* Records supplied *
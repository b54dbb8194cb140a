//! Maikani - WaniKani critical items proxy
//!
//! Serves the review items a user gets wrong most often, together with their
//! subject details, caching subjects in memory for the lifetime of the process.

use std::sync::Arc;

use clap::Parser;
use tracing::info;
use tracing_subscriber::EnvFilter;

use maikani::aggregator::Aggregator;
use maikani::cache::SubjectCache;
use maikani::cli::{Cli, ServerConfig};
use maikani::data::WaniKaniClient;
use maikani::server::{build_app, AppState};

#[tokio::main]
async fn main() -> Result<(), Box<dyn std::error::Error>> {
    let cli = Cli::parse();
    let config = ServerConfig::from_cli(&cli)?;

    tracing_subscriber::fmt()
        .with_env_filter(EnvFilter::try_from_default_env().unwrap_or_else(|_| EnvFilter::new("info")))
        .init();

    // Created once and shared by every request until shutdown
    let client = WaniKaniClient::with_timeout(config.api_url.clone(), config.upstream_timeout)?;
    let cache = Arc::new(SubjectCache::new());
    let app = build_app(AppState::new(Aggregator::new(client, cache)));

    let listener = tokio::net::TcpListener::bind(config.addr).await?;
    info!(
        addr = %config.addr,
        api_url = %config.api_url,
        timeout_secs = config.upstream_timeout.as_secs(),
        "Listening"
    );

    axum::serve(listener, app).await?;

    Ok(())
}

* Exercise objective *
The records above should be duplicated in full, exactly as given.

* Written answer *
repository b54dbb8194cb140a
//! Maikani - WaniKani critical items proxy
//!
//! Serves the review items a user gets wrong most often, together with their
//! subject details, caching subjects in memory for the lifetime of the process.

use std::sync::Arc;

use clap::Parser;
use tracing::info;
use tracing_subscriber::EnvFilter;

use maikani::aggregator::Aggregator;
use maikani::cache::SubjectCache;
use maikani::cli::{Cli, ServerConfig};
use maikani::data::WaniKaniClient;
use maikani::server::{build_app, AppState};

#[tokio::main]
async fn main() -> Result<(), Box<dyn std::error::Error>> {
    let cli = Cli::parse();
    let config = ServerConfig::from_cli(&cli)?;

    tracing_subscriber::fmt()
        .with_env_filter(EnvFilter::try_from_default_env().unwrap_or_else(|_| EnvFilter::new("info")))
        .init();

    // Created once and shared by every request until shutdown
    let client = WaniKaniClient::with_timeout(config.api_url.clone(), config.upstream_timeout)?;
    let cache = Arc::new(SubjectCache::new());
    let app = build_app(AppState::new(Aggregator::new(client, cache)));

    let listener = tokio::net::TcpListener::bind(config.addr).await?;
    info!(
        addr = %config.addr,
        api_url = %config.api_url,
        timeout_secs = config.upstream_timeout.as_secs(),
        "Listening"
    );

    axum::serve(listener, app).await?;

    Ok(())
}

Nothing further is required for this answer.